Necessity Still Breeds Ingenuity - Archive of SQUALL MAGAZINE 1992-2006

A Small Circus Outside Our House

Teaming up with a troupe of British circus activists, Jo Wilding reports back from occupied Iraq on how clowns are bringing some laughter back to a place ravaged by war, and to a youth increasingly tranquillised in haze of glue sniffing.

12th January 2004

There are those who advise keeping a low profile as a foreigner in Iraq, and wisely so, I expect, especially if you're a business contractor. But we - that is the Circus2Iraq team - needed to practice a new plot involving stilts and skipping ropes. And even now the ceiling fan has been removed, there still isn't room in the apartment for spinning a ten metre rope, so we went outside to the forecourt.

We had all the kids from the street taking turns to jump over the rope, one at a time, in pairs, then threes. We gave Hussein a blindfold and told him to jump on the sound of the kazoo, then held the rope out of the way. The women didn't come out on the street but laughed and waved from the balcony. Fatih and his little girl, Fadia, with whom we had chai and dolmas yesterday, hung out of their window opposite, cheering everyone on. Men tried to get each other to take a turn, each with an excuse for not having a go himself - I'm too old, I'm too fat, until Coco braved it, managing six or seven jumps over the rope before getting caught in it, giggling, to huge applause.

Peat stood on the balcony doing the thing he does with ping pong balls in his mouth, where it looks like he keeps taking dozens and dozens of them out, then he and Luis did their new juggling act. We had to go and get our kit together to go and see the street kids we worked with the other day, but when we left they were playing in the street, kicking a football between themselves, running about blowing bubbles, the men as well as the children. A bit of play transformed the street.

The boys were glad to see us in their new home, grabbing our hands to tow us on a tour of the building, run by Save the Children Kurdistan. This is my bed, this is the office, this is the garden. They're in clean clothes, their hair cut and their faces clean. They're starting to realise that there are stricter rules in the new place - they can't just come and go like they could before. Smoking has been abruptly banned. Ali, a tiny 11 year old, hangs about outside, reluctant to detach himself completely from either the new home where his old mates are or the cloth soaked in thinners that he's still addicted to.

Saif came with us, one of the boys who used to hang out outside the Al Fanar Palestine Sheraton part of town with Ahmed and Laith, both of whom are now in the new house. They hugged each other and ran off to play, none of them smelling of glue. We played rowdy parachute games, then Peat and Luis did their juggling act again. We had them skipping in the street between stilt walkers, along with the boys and girls from the other houses on the road, and little Ali, still a little high on thinners, joined in.

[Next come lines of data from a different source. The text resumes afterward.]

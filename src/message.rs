//! The MessagePack-RPC message schema: `[kind, ...]` arrays tagging a
//! request, response, or notification, and the encode/decode logic that
//! validates a raw MessagePack value against that schema.

use bytes::Bytes;
use rmpv::Value;

use crate::error::{Error, Result};

/// Wire tag for the first array element, per the MessagePack-RPC spec.
#[repr(u8)]
#[derive(Debug, Clone, Copy, PartialEq, Eq)]
pub enum MessageType {
    Request = 0,
    Response = 1,
    Notification = 2,
}

impl TryFrom<u64> for MessageType {
    type Error = ();

    fn try_from(v: u64) -> std::result::Result<Self, ()> {
        match v {
            0 => Ok(MessageType::Request),
            1 => Ok(MessageType::Response),
            2 => Ok(MessageType::Notification),
            _ => Err(()),
        }
    }
}

/// A fully validated MessagePack-RPC message.
///
/// Each variant retains the raw encoded bytes it was parsed from, so a
/// diagnostic can quote the offending wire data and so a dispatcher that only
/// needs to forward a response untouched never has to re-encode it.
#[derive(Debug, Clone)]
pub enum Message {
    Request {
        msgid: u32,
        method: String,
        params: Vec<Value>,
        raw: Bytes,
    },
    Response {
        msgid: u32,
        error: Value,
        result: Value,
        raw: Bytes,
    },
    Notification {
        method: String,
        params: Vec<Value>,
        raw: Bytes,
    },
}

impl Message {
    /// Parse and validate a message from its raw encoded bytes.
    ///
    /// Validates: the value is an array of at least 3 elements, the first
    /// element is a recognized message type, and the arity/field types
    /// required by that type. Any failure is reported as `InvalidMessage`
    /// (for a structurally decodable value with the wrong shape) or
    /// `ParseError` (for bytes that are not MessagePack at all), carrying the
    /// raw bytes for diagnostics.
    pub fn decode(raw: Bytes) -> Result<Message> {
        let value = rmpv::decode::read_value(&mut &raw[..])
            .map_err(|e| Error::parse_error_with_data(e.to_string(), raw.clone()))?;

        let array = match value {
            Value::Array(ref items) => items,
            _ => {
                return Err(Error::invalid_message_with_data(
                    "message is not an array",
                    raw,
                ));
            }
        };

        if array.len() < 3 {
            return Err(Error::invalid_message_with_data(
                "message must have at least 3 elements",
                raw,
            ));
        }

        let kind = array[0]
            .as_u64()
            .and_then(|v| MessageType::try_from(v).ok())
            .ok_or_else(|| {
                Error::invalid_message_with_data("message type is not a recognized tag", raw.clone())
            })?;

        match kind {
            MessageType::Request => Self::decode_request(array, raw),
            MessageType::Response => Self::decode_response(array, raw),
            MessageType::Notification => Self::decode_notification(array, raw),
        }
    }

    fn decode_request(array: &[Value], raw: Bytes) -> Result<Message> {
        if array.len() != 4 {
            return Err(Error::invalid_message_with_data(
                "request message must have 4 elements",
                raw,
            ));
        }

        let msgid = array[1].as_u64().and_then(|v| u32::try_from(v).ok()).ok_or_else(|| {
            Error::invalid_message_with_data(
                "message ID must be a 32-bit unsigned integer",
                raw.clone(),
            )
        })?;

        let method = array[2]
            .as_str()
            .ok_or_else(|| {
                Error::invalid_message_with_data("method name must be a string", raw.clone())
            })?
            .to_string();

        let params = match &array[3] {
            Value::Array(items) => items.clone(),
            _ => {
                return Err(Error::invalid_message_with_data(
                    "parameters must be an array",
                    raw,
                ));
            }
        };

        Ok(Message::Request {
            msgid,
            method,
            params,
            raw,
        })
    }

    fn decode_response(array: &[Value], raw: Bytes) -> Result<Message> {
        if array.len() != 4 {
            return Err(Error::invalid_message_with_data(
                "response message must have 4 elements",
                raw,
            ));
        }

        let msgid = array[1].as_u64().and_then(|v| u32::try_from(v).ok()).ok_or_else(|| {
            Error::invalid_message_with_data(
                "message ID must be a 32-bit unsigned integer",
                raw.clone(),
            )
        })?;

        Ok(Message::Response {
            msgid,
            error: array[2].clone(),
            result: array[3].clone(),
            raw,
        })
    }

    fn decode_notification(array: &[Value], raw: Bytes) -> Result<Message> {
        if array.len() != 3 {
            return Err(Error::invalid_message_with_data(
                "notification message must have 3 elements",
                raw,
            ));
        }

        let method = array[1]
            .as_str()
            .ok_or_else(|| {
                Error::invalid_message_with_data("method name must be a string", raw.clone())
            })?
            .to_string();

        let params = match &array[2] {
            Value::Array(items) => items.clone(),
            _ => {
                return Err(Error::invalid_message_with_data(
                    "parameters must be an array",
                    raw,
                ));
            }
        };

        Ok(Message::Notification {
            method,
            params,
            raw,
        })
    }

    pub fn msgid(&self) -> Option<u32> {
        match self {
            Message::Request { msgid, .. } | Message::Response { msgid, .. } => Some(*msgid),
            Message::Notification { .. } => None,
        }
    }
}

/// Encode a request `[0, msgid, method, params]`.
pub fn pack_request(msgid: u32, method: &str, params: Vec<Value>) -> Bytes {
    let value = Value::Array(vec![
        Value::from(MessageType::Request as u64),
        Value::from(msgid),
        Value::from(method),
        Value::Array(params),
    ]);
    encode(&value)
}

/// Encode a response `[1, msgid, error, result]`. `error` is `Value::Nil` on
/// success.
pub fn pack_response(msgid: u32, error: Value, result: Value) -> Bytes {
    let value = Value::Array(vec![
        Value::from(MessageType::Response as u64),
        Value::from(msgid),
        error,
        result,
    ]);
    encode(&value)
}

/// Encode a notification `[2, method, params]`.
pub fn pack_notification(method: &str, params: Vec<Value>) -> Bytes {
    let value = Value::Array(vec![
        Value::from(MessageType::Notification as u64),
        Value::from(method),
        Value::Array(params),
    ]);
    encode(&value)
}

fn encode(value: &Value) -> Bytes {
    let mut buf = Vec::new();
    rmpv::encode::write_value(&mut buf, value).expect("encoding an rmpv::Value cannot fail");
    Bytes::from(buf)
}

Perhaps it won't influence his decision on which of the two worlds to commit to, the home or the drugs and the street and the gang that controls them. The hardness of the concrete he sleeps on has never changed his mind and there aren't many chances left, if any, so the last hope is that something attracts him more to staying with the other boys than going back to the gang.

Peat taught them some juggling. The older of the two Ahmeds picked it up like he was born to do it. In the crisis centre he didn't speak. He didn't respond, he didn't hug, he didn't laugh, fight, anything. He was just there. When we arrived he was painting a sign. He hugged Donna and chatted happily.

There was an e mail from Tamsin, who went to Bosnia in 1993 and 1999. She talked about the mood of hope and enthusiasm she found there when the long war was over and the desperate disillusionment six years later with the international community, the politicians, the economic reforms. People were still talking, though, about the sound system convoy and the arts group that had come through years earlier, how much it meant just to know someone cared enough to come and play.

Then as we walked home in the rain from the internet centre a voice called my name from a doorway. Hussein appeared. "Bacher?" he asked hopefully: tomorrow? Would there be another circus in the street tomorrow. And the men popped out of other doorways to ask the same thing, still laughing, still playing. It was good.